# Main Task

## Libraries

In [21]:
!pip install pyspark



In [22]:
from pyspark.sql import SparkSession
import pyspark.sql.functions as F

## Instantiating SparkSession & Load the Dataset

In [23]:
spark = SparkSession.builder \
    .appName("Spotify Data Analysis") \
    .getOrCreate()

In [24]:
df = spark.read.parquet("data/spotify.parquet")

## Check the Schema

In [25]:
df.printSchema()

root
 |-- id: string (nullable = true)
 |-- name: string (nullable = true)
 |-- album: string (nullable = true)
 |-- album_id: string (nullable = true)
 |-- artists: string (nullable = true)
 |-- artist_ids: string (nullable = true)
 |-- track_number: long (nullable = true)
 |-- disc_number: long (nullable = true)
 |-- explicit: boolean (nullable = true)
 |-- danceability: double (nullable = true)
 |-- energy: double (nullable = true)
 |-- key: long (nullable = true)
 |-- loudness: double (nullable = true)
 |-- mode: long (nullable = true)
 |-- speechiness: double (nullable = true)
 |-- acousticness: double (nullable = true)
 |-- instrumentalness: double (nullable = true)
 |-- liveness: double (nullable = true)
 |-- valence: double (nullable = true)
 |-- tempo: double (nullable = true)
 |-- duration_ms: long (nullable = true)
 |-- time_signature: double (nullable = true)
 |-- year: long (nullable = true)
 |-- release_date: string (nullable = true)




1. **`id`**: The unique identifier for each track on Spotify. This is typically a string of characters that Spotify uses to uniquely identify a song in their system.

2. **`name`**: The name of the track. This is a string that represents the title of the song.

3. **`album`**: The name of the album on which the track appears. This helps in identifying collections of songs released together by an artist.

4. **`album_id`**: Similar to the track ID, this is a unique identifier for the album. Useful for linking tracks to specific albums.

5. **`artists`**: The name of the artist or artists who performed or created the track. This field might contain multiple names if the track has multiple artists.

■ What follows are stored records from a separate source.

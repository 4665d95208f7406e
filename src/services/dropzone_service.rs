//! src/services/dropzone_service.rs
//!
//! DropzoneService — upload, listing and deletion of files. Payloads go to
//! the [`ContentStore`], metadata to the [`MetadataStore`]. The two stores are
//! not covered by one transaction, so each write path orders its steps:
//!
//! - upload writes content first and inserts metadata second; a failed insert
//!   removes the freshly written content.
//! - delete soft-deletes metadata first and removes content second; content
//!   that is already gone counts as removed.
//!
//! Either way a crash can only leave an unreferenced file behind, never a live
//! record without content.

use crate::{
    models::file_record::FileRecord,
    services::{
        content_store::{ContentStore, ensure_path_safe},
        metadata_store::{MetadataStore, NewFileRecord},
    },
};
use bytes::Bytes;
use chrono::Utc;
use futures::Stream;
use std::{io, path::Path};
use thiserror::Error;
use tokio::fs::File;
use tracing::{info, warn};
use uuid::Uuid;

const MAX_EXTENSION_LEN: usize = 10;

#[derive(Debug, Error)]
pub enum DropzoneError {
    #[error("no file was uploaded")]
    MissingFile,
    #[error("file `{0}` not found")]
    NotFound(i64),
    #[error("content `{0}` not found")]
    ContentNotFound(String),
    #[error("invalid content path")]
    InvalidPath,
    #[error("file exceeds the upload limit of {limit} bytes")]
    PayloadTooLarge { limit: u64 },
    #[error("malformed multipart request: {0}")]
    Multipart(String),
    #[error(transparent)]
    Sqlx(#[from] sqlx::Error),
    #[error(transparent)]
    Io(#[from] io::Error),
}

pub type DropzoneResult<T> = Result<T, DropzoneError>;

/// Outcome of a successful upload.
#[derive(Debug)]
pub struct Uploaded {
    pub record: FileRecord,
    pub url: String,
}

#[derive(Clone)]
pub struct DropzoneService {
    pub metadata: MetadataStore,
    pub content: ContentStore,

    /// Largest accepted payload in bytes.
    pub max_upload_bytes: u64,
}

impl DropzoneService {
    pub fn new(metadata: MetadataStore, content: ContentStore, max_upload_bytes: u64) -> Self {
        Self {
            metadata,
            content,
            max_upload_bytes,
        }
    }

    /// Public URL for a record's content.
    pub fn url_for(&self, record: &FileRecord) -> String {
        self.content.public_url(&record.stored_path)
    }

    /// Store one uploaded file and record its metadata.
    pub async fn upload<S>(&self, original_name: &str, stream: S) -> DropzoneResult<Uploaded>
    where
        S: Stream<Item = io::Result<Bytes>>,
    {
        let stored_name = stored_name_for(original_name, Uuid::new_v4());
        let stored = self
            .content
            .put_stream(&stored_name, stream, self.max_upload_bytes)
            .await?;

        let label = size_label(stored.size_bytes);
        let insert = self
            .metadata
            .insert(&NewFileRecord {
                original_name,
                stored_name: &stored_name,
                stored_path: &stored.path,
                size_label: &label,
            })
            .await;

        let record = match insert {
            Ok(record) => record,
            Err(err) => {
                warn!(
                    "metadata insert failed for {}, removing stored content: {}",
                    stored.path, err
                );
                if let Err(cleanup) = self.content.delete(&stored.path).await {
                    warn!("could not remove orphaned content {}: {}", stored.path, cleanup);
                }
                return Err(err);
            }
        };

        info!(
            id = record.id,
            path = %record.stored_path,
            size = %record.size_label,
            "file uploaded"
        );
        let url = self.url_for(&record);
        Ok(Uploaded { record, url })
    }

    /// All live records.
    pub async fn list(&self) -> DropzoneResult<Vec<FileRecord>> {
        self.metadata.list_live().await
    }

    /// Fetch a record by id, live or deleted.
    pub async fn get(&self, id: i64) -> DropzoneResult<FileRecord> {
        self.metadata
            .find_by_id(id)
            .await?
            .ok_or(DropzoneError::NotFound(id))
    }

    /// Open the content behind a live record for streaming.
    ///
    /// Content is only served while its record is live, so files left behind
    /// by a failed removal or an interrupted upload stay private.
    pub async fn open_content(&self, path: &str) -> DropzoneResult<(File, u64)> {
        ensure_path_safe(path)?;
        if self.metadata.find_live_by_stored_path(path).await?.is_none() {
            return Err(DropzoneError::ContentNotFound(path.to_string()));
        }
        self.content.open(path).await
    }

    /// Soft-delete a record and remove its content.
    ///
    /// Deleting an unknown or already deleted id yields `NotFound`.
    pub async fn delete(&self, id: i64) -> DropzoneResult<FileRecord> {
        let record = self.get(id).await?;
        if !record.lifecycle.is_live() {
            return Err(DropzoneError::NotFound(id));
        }

        if !self.metadata.soft_delete(id, Utc::now()).await? {
            // lost a race with a concurrent delete
            return Err(DropzoneError::NotFound(id));
        }

        match self.content.delete(&record.stored_path).await {
            Ok(true) => {}
            Ok(false) => warn!(id, path = %record.stored_path, "content was already missing"),
            Err(err) => warn!(
                id,
                path = %record.stored_path,
                "record deleted but content removal failed: {}",
                err
            ),
        }

        info!(id, path = %record.stored_path, "file deleted");
        self.get(id).await
    }
}

/// Render a byte count as rounded kilobytes, e.g. `2097152 -> "2048 KB"`.
pub fn size_label(bytes: u64) -> String {
    format!("{} KB", (bytes as f64 / 1024.0).round() as u64)
}

/// Content-store key for an upload: the UUID plus the client's extension
/// when it is short and alphanumeric.
pub fn stored_name_for(original_name: &str, id: Uuid) -> String {
    match sanitized_extension(original_name) {
        Some(ext) => format!("{}.{}", id, ext),
        None => id.to_string(),
    }
}

fn sanitized_extension(original_name: &str) -> Option<String> {
    let ext = Path::new(original_name).extension()?.to_str()?;
    if ext.is_empty()
        || ext.len() > MAX_EXTENSION_LEN
        || !ext.chars().all(|c| c.is_ascii_alphanumeric())
    {
        return None;
    }
    Some(ext.to_ascii_lowercase())
}
//! Human-readable alignment report.

use crate::align::{DocumentAlignment, LineRef, PageAlignment, Target};
use crate::error::{Error, Result};
use crate::model::{normalize_soft_hyphens, Document, Line};
use std::fmt::Write;

/// Summary counts over a report.
#[derive(Debug, Clone, Copy, Default, PartialEq, Eq)]
pub struct ReportStats {
    pub identical: usize,
    pub differing: usize,
    pub unmatched_a: usize,
    pub unmatched_b: usize,
}

fn reference_text(lines: &[Line], line_ref: LineRef, page: usize) -> Result<String> {
    let mut text = String::new();
    for idx in line_ref.indices() {
        let line = lines.get(idx).ok_or_else(|| {
            Error::Render(format!("page {}: line {} out of range", page, line_ref))
        })?;
        text.push_str(&line.text);
    }
    Ok(text)
}

fn same_text(a: &str, b: &str) -> bool {
    normalize_soft_hyphens(a.trim_end()) == normalize_soft_hyphens(b.trim_end())
}

fn page_report(
    out: &mut String,
    page: &PageAlignment,
    index: usize,
    a_lines: &[Line],
    b_lines: &[Line],
    stats: &mut ReportStats,
) -> Result<()> {
    let _ = writeln!(out, "page {}", index);
    for pairing in &page.pairings {
        let a_text = reference_text(a_lines, pairing.source, index)?;
        let _ = writeln!(out, "[{}] {}", pairing.source, a_text.trim_end());
        match pairing.target {
            Target::Matched(target) => {
                let b_text = reference_text(b_lines, target, index)?;
                if same_text(&a_text, &b_text) {
                    stats.identical += 1;
                    let _ = writeln!(out, "  = {}", target);
                } else {
                    stats.differing += 1;
                    let _ = writeln!(out, "  !!! {} {}", target, b_text.trim_end());
                }
            }
            Target::Unmatched => {
                stats.unmatched_a += 1;
                let _ = writeln!(out, "  (no match)");
            }
        }
    }
    if !page.unmatched_b.is_empty() {
        stats.unmatched_b += page.unmatched_b.len();
        let list: Vec<String> = page.unmatched_b.iter().map(|j| j.to_string()).collect();
        let _ = writeln!(out, "unmatched B: {}", list.join(", "));
    }
    Ok(())
}

/// Render an alignment as text, resolving references against the two
/// editions it was computed from.
///
/// Documents must be loaded with the same options as for alignment, since
/// line indices refer to each page's body lines.
pub fn alignment_report_with_stats(
    alignment: &DocumentAlignment,
    a_doc: &Document,
    b_doc: &Document,
) -> Result<(String, ReportStats)> {
    let mut out = String::new();
    let mut stats = ReportStats::default();
    let _ = writeln!(out, "{}: {}", alignment.a_label, alignment.a_file);
    let _ = writeln!(out, "{}: {}", alignment.b_label, alignment.b_file);

    for (index, page) in alignment.pages.iter().enumerate() {
        let a_page = a_doc
            .pages
            .get(index)
            .ok_or(Error::PageOutOfRange(index as u32 + 1, a_doc.page_count()))?;
        let b_page = b_doc
            .pages
            .get(index)
            .ok_or(Error::PageOutOfRange(index as u32 + 1, b_doc.page_count()))?;
        page_report(
            &mut out,
            page,
            index,
            &a_page.body_lines(),
            &b_page.body_lines(),
            &mut stats,
        )?;
    }
    Ok((out, stats))
}

/// Render an alignment as text.
pub fn alignment_report(
    alignment: &DocumentAlignment,
    a_doc: &Document,
    b_doc: &Document,
) -> Result<String> {
    alignment_report_with_stats(alignment, a_doc, b_doc).map(|(text, _)| text)
}
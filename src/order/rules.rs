//! Spatial reasoning rules deciding whether one block is read before another.

use super::IntervalRelation;
use crate::error::{Error, Result};
use crate::model::BoundingBox;
use serde::{Deserialize, Serialize};
use std::fmt;
use std::str::FromStr;

/// A "block `a` is read before block `b`" predicate.
pub trait ReadingRule: Send + Sync {
    fn precedes(&self, a: &BoundingBox, b: &BoundingBox, tolerance: f32) -> bool;
}

fn relations(a: &BoundingBox, b: &BoundingBox, tolerance: f32) -> (IntervalRelation, IntervalRelation) {
    (
        IntervalRelation::classify(a.x_interval(), b.x_interval(), tolerance),
        IntervalRelation::classify(a.y_interval(), b.y_interval(), tolerance),
    )
}

/// Decide on the primary axis; on primary overlap, or when the secondary
/// axis leads and the primary does not trail, fall back to the secondary.
fn primary_then_secondary(primary: IntervalRelation, secondary: IntervalRelation) -> bool {
    matches!(primary, IntervalRelation::Precedes | IntervalRelation::Meets)
        || (primary == IntervalRelation::Overlaps && secondary.is_leading())
        || (secondary.is_leading() && primary.is_not_trailing())
}

/// Columns first: a block left of another is read first, whole columns
/// before the next one.
#[derive(Debug, Clone, Copy, Default)]
pub struct ColumnWise;

impl ReadingRule for ColumnWise {
    fn precedes(&self, a: &BoundingBox, b: &BoundingBox, tolerance: f32) -> bool {
        let (x, y) = relations(a, b, tolerance);
        primary_then_secondary(x, y)
    }
}

/// Rows first: a block above another is read first, whole rows before the
/// next one.
#[derive(Debug, Clone, Copy, Default)]
pub struct RowWise;

impl ReadingRule for RowWise {
    fn precedes(&self, a: &BoundingBox, b: &BoundingBox, tolerance: f32) -> bool {
        let (x, y) = relations(a, b, tolerance);
        primary_then_secondary(y, x)
    }
}

/// Either axis leading is enough.
#[derive(Debug, Clone, Copy, Default)]
pub struct General;

impl ReadingRule for General {
    fn precedes(&self, a: &BoundingBox, b: &BoundingBox, tolerance: f32) -> bool {
        let (x, y) = relations(a, b, tolerance);
        x.is_leading() || y.is_leading()
    }
}

/// Selectable spatial reasoning strategy.
#[derive(Debug, Clone, Copy, PartialEq, Eq, Default, Serialize, Deserialize)]
#[serde(rename_all = "lowercase")]
pub enum SpatialRule {
    #[default]
    ColumnWise,
    RowWise,
    General,
}

impl SpatialRule {
    /// The rule implementation for this strategy.
    pub fn rule(&self) -> &'static dyn ReadingRule {
        match self {
            SpatialRule::ColumnWise => &ColumnWise,
            SpatialRule::RowWise => &RowWise,
            SpatialRule::General => &General,
        }
    }

    pub fn precedes(&self, a: &BoundingBox, b: &BoundingBox, tolerance: f32) -> bool {
        self.rule().precedes(a, b, tolerance)
    }
}

impl fmt::Display for SpatialRule {
    fn fmt(&self, f: &mut fmt::Formatter<'_>) -> fmt::Result {
        let name = match self {
            SpatialRule::ColumnWise => "column",
            SpatialRule::RowWise => "row",
            SpatialRule::General => "general",
        };
        f.write_str(name)
    }
}

impl FromStr for SpatialRule {
    type Err = Error;

    fn from_str(s: &str) -> Result<Self> {
        match s.trim().to_lowercase().as_str() {
            "column" | "columnwise" | "column-wise" => Ok(SpatialRule::ColumnWise),
            "row" | "rowwise" | "row-wise" => Ok(SpatialRule::RowWise),
            "general" | "basic" => Ok(SpatialRule::General),
            other => Err(Error::Other(format!("Unknown spatial rule: {}", other))),
        }
    }
}
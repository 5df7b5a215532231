//! # pagealign
//!
//! Line alignment and reading-order reconstruction for OCR editions of
//! printed documents.
//!
//! Two OCR runs over the same page (different engines, different scans,
//! different years) are reconciled line by line, including lines that one
//! side split into two fragments. Independently, the blocks of a page can
//! be put into reading order using interval-algebra reasoning over their
//! bounding boxes.
//!
//! ## Quick Start
//!
//! ```no_run
//! use pagealign::{align_files, render, AlignOptions, LoadOptions};
//!
//! fn main() -> pagealign::Result<()> {
//!     let alignment = align_files(
//!         "edition_a.json",
//!         "edition_b.json",
//!         &LoadOptions::default(),
//!         &AlignOptions::default(),
//!     )?;
//!
//!     let json = render::to_json(&alignment, render::JsonFormat::Pretty)?;
//!     println!("{}", json);
//!
//!     Ok(())
//! }
//! ```
//!
//! ## Features
//!
//! - **Greedy alignment**: center distance plus edit distance, gated by a
//!   maximum distance
//! - **Split-line reconciliation**: fragments on the same row are fused and
//!   matched against a leftover line of the other edition
//! - **Reading order**: Allen interval relations, three spatial strategies,
//!   cycle-tolerant linearization
//! - **Parallel processing**: Uses Rayon across pages

pub mod align;
pub mod error;
pub mod model;
pub mod order;
pub mod parser;
pub mod render;

// Re-export commonly used types
pub use align::{
    AlignOptions, Aligner, DocumentAlignment, LineRef, PageAlignment, Pairing, Target,
};
pub use error::{Error, Result};
pub use model::{Block, BlockRole, BoundingBox, Document, Line, MarginConfig, Page, Point};
pub use order::{DocumentOrder, OrderOptions, PageOrder, ReadingOrderDetector, SpatialRule};
pub use parser::{DocumentReader, LoadOptions, PageSelection};
pub use render::{JsonFormat, TextOptions};

use std::path::Path;

/// Load an OCR edition from a JSON file.
///
/// # Example
///
/// ```no_run
/// use pagealign::load_file;
///
/// let doc = load_file("edition.json").unwrap();
/// println!("Pages: {}", doc.page_count());
/// ```
pub fn load_file<P: AsRef<Path>>(path: P) -> Result<Document> {
    DocumentReader::new().read_path(path)
}

/// Load an OCR edition with custom options.
///
/// # Example
///
/// ```no_run
/// use pagealign::{load_file_with_options, LoadOptions, PageSelection};
///
/// let options = LoadOptions::new()
///     .with_margin_exclusion(true)
///     .with_pages(PageSelection::Range(1..=10));
/// let doc = load_file_with_options("edition.json", options).unwrap();
/// ```
pub fn load_file_with_options<P: AsRef<Path>>(path: P, options: LoadOptions) -> Result<Document> {
    DocumentReader::with_options(options).read_path(path)
}

/// Load an OCR edition from JSON bytes.
pub fn load_bytes(data: &[u8]) -> Result<Document> {
    DocumentReader::new().read_slice(data)
}

/// Load two editions and align them page by page.
pub fn align_files<P: AsRef<Path>, Q: AsRef<Path>>(
    a: P,
    b: Q,
    load: &LoadOptions,
    options: &AlignOptions,
) -> Result<DocumentAlignment> {
    let reader = DocumentReader::with_options(load.clone());
    let a_doc = reader.read_path(a)?;
    let b_doc = reader.read_path(b)?;
    Ok(Aligner::with_options(options.clone()).align_documents(&a_doc, &b_doc))
}

/// Reconstruct the reading order of every page in a file.
///
/// # Example
///
/// ```no_run
/// use pagealign::reading_order;
///
/// for page in reading_order("edition.json").unwrap().pages {
///     println!("{}: {:?}", page.page, page.order);
/// }
/// ```
pub fn reading_order<P: AsRef<Path>>(path: P) -> Result<DocumentOrder> {
    let doc = load_file(path)?;
    Ok(ReadingOrderDetector::new().order_document(&doc))
}

/// Builder for loading editions and running the aligner or the
/// reading-order detector with one set of options.
///
/// # Example
///
/// ```no_run
/// use pagealign::PageAlign;
///
/// let report = PageAlign::new()
///     .with_max_dist(25.0)
///     .with_labels("1914", "1915")
///     .exclude_margins()
///     .align("a.json", "b.json")?
///     .report()?;
/// # Ok::<(), pagealign::Error>(())
/// ```
#[derive(Debug, Clone, Default)]
pub struct PageAlign {
    load_options: LoadOptions,
    align_options: AlignOptions,
    order_options: OrderOptions,
}

impl PageAlign {
    /// Create a new builder.
    pub fn new() -> Self {
        Self::default()
    }

    /// Set the geometric gating threshold.
    pub fn with_max_dist(mut self, max_dist: f32) -> Self {
        self.align_options = self.align_options.with_max_dist(max_dist);
        self
    }

    /// Set the edition labels.
    pub fn with_labels(mut self, a: impl Into<String>, b: impl Into<String>) -> Self {
        self.align_options = self.align_options.with_labels(a, b);
        self
    }

    /// Skip split-line reconciliation.
    pub fn without_splits(mut self) -> Self {
        self.align_options = self.align_options.with_split_reconciliation(false);
        self
    }

    /// Exclude header/footer lines from alignment.
    pub fn exclude_margins(mut self) -> Self {
        self.load_options = self.load_options.with_margin_exclusion(true);
        self
    }

    /// Set page selection.
    pub fn with_pages(mut self, pages: PageSelection) -> Self {
        self.load_options = self.load_options.with_pages(pages);
        self
    }

    /// Set the reading-order strategy.
    pub fn with_rule(mut self, rule: SpatialRule) -> Self {
        self.order_options = self.order_options.with_rule(rule);
        self
    }

    /// Set the interval tolerance.
    pub fn with_tolerance(mut self, tolerance: f32) -> Self {
        self.order_options = self.order_options.with_tolerance(tolerance);
        self
    }

    /// Disable parallel processing.
    pub fn sequential(mut self) -> Self {
        self.align_options = self.align_options.sequential();
        self.order_options = self.order_options.sequential();
        self
    }

    /// Load and align two editions.
    pub fn align<P: AsRef<Path>, Q: AsRef<Path>>(self, a: P, b: Q) -> Result<AlignResult> {
        let reader = DocumentReader::with_options(self.load_options);
        let a_doc = reader.read_path(a)?;
        let b_doc = reader.read_path(b)?;
        let alignment = Aligner::with_options(self.align_options).align_documents(&a_doc, &b_doc);
        Ok(AlignResult {
            alignment,
            a_doc,
            b_doc,
        })
    }

    /// Load one edition and reconstruct its reading order.
    pub fn order<P: AsRef<Path>>(self, path: P) -> Result<OrderResult> {
        let document = DocumentReader::with_options(self.load_options).read_path(path)?;
        let order = ReadingOrderDetector::with_options(self.order_options).order_document(&document);
        Ok(OrderResult { document, order })
    }
}

/// Result of aligning two editions, with both editions kept for rendering.
#[derive(Debug, Clone)]
pub struct AlignResult {
    /// The computed alignment
    pub alignment: DocumentAlignment,
    /// Edition A as loaded
    pub a_doc: Document,
    /// Edition B as loaded
    pub b_doc: Document,
}

impl AlignResult {
    /// Convert to JSON.
    pub fn to_json(&self, format: JsonFormat) -> Result<String> {
        render::to_json(&self.alignment, format)
    }

    /// Human-readable report.
    pub fn report(&self) -> Result<String> {
        render::alignment_report(&self.alignment, &self.a_doc, &self.b_doc)
    }
}

/// Result of reading-order reconstruction.
#[derive(Debug, Clone)]
pub struct OrderResult {
    /// The document as loaded
    pub document: Document,
    /// Per-page block orders
    pub order: DocumentOrder,
}

impl OrderResult {
    /// Convert the orders to JSON.
    pub fn to_json(&self, format: JsonFormat) -> Result<String> {
        render::to_json(&self.order, format)
    }

    /// Page texts in reading order.
    pub fn to_text(&self, options: &TextOptions) -> String {
        render::document_text_in_order(&self.document, &self.order, options)
    }
}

6. **`artist_ids`**: A unique identifier or identifiers for the artist or artists. Like `artists`, this can include multiple IDs separated by a delimiter if there are multiple artists.

7. **`track_number`**: The track's position on its album. This is a numerical order of where the track appears on its respective album.

8. **`disc_number`**: The number of the disc on which the track appears if the album has multiple discs.

9. **`explicit`**: A boolean value indicating whether the track has explicit content. True means there is explicit content; false means there isn't.

10. **`danceability`**: A measure from 0.0 to 1.0 representing how suitable a track is for dancing based on a combination of musical elements including tempo, rhythm stability, beat strength, and overall regularity.

11. **`energy`**: A measure from 0.0 to 1.0 that represents a perceptual measure of intensity and activity. Typically, energetic tracks feel fast, loud, and noisy.

12. **`key`**: The key the track is in. Integers map to pitches using standard Pitch Class notation.

13. **`loudness`**: The overall loudness of a track in decibels (dB). Loudness values are averaged across the entire track and are useful for comparing relative loudness of tracks.

14. **`mode`**: Mode indicates the modality (major or minor) of a track, the type of scale from which its melodic content is derived. Major is represented by 1 and minor is 0.

15. **`speechiness`**: Speechiness detects the presence of spoken words in a track. The more exclusively speech-like the recording (e.g., talk show, audio book, poetry), the closer to 1.0 the attribute value.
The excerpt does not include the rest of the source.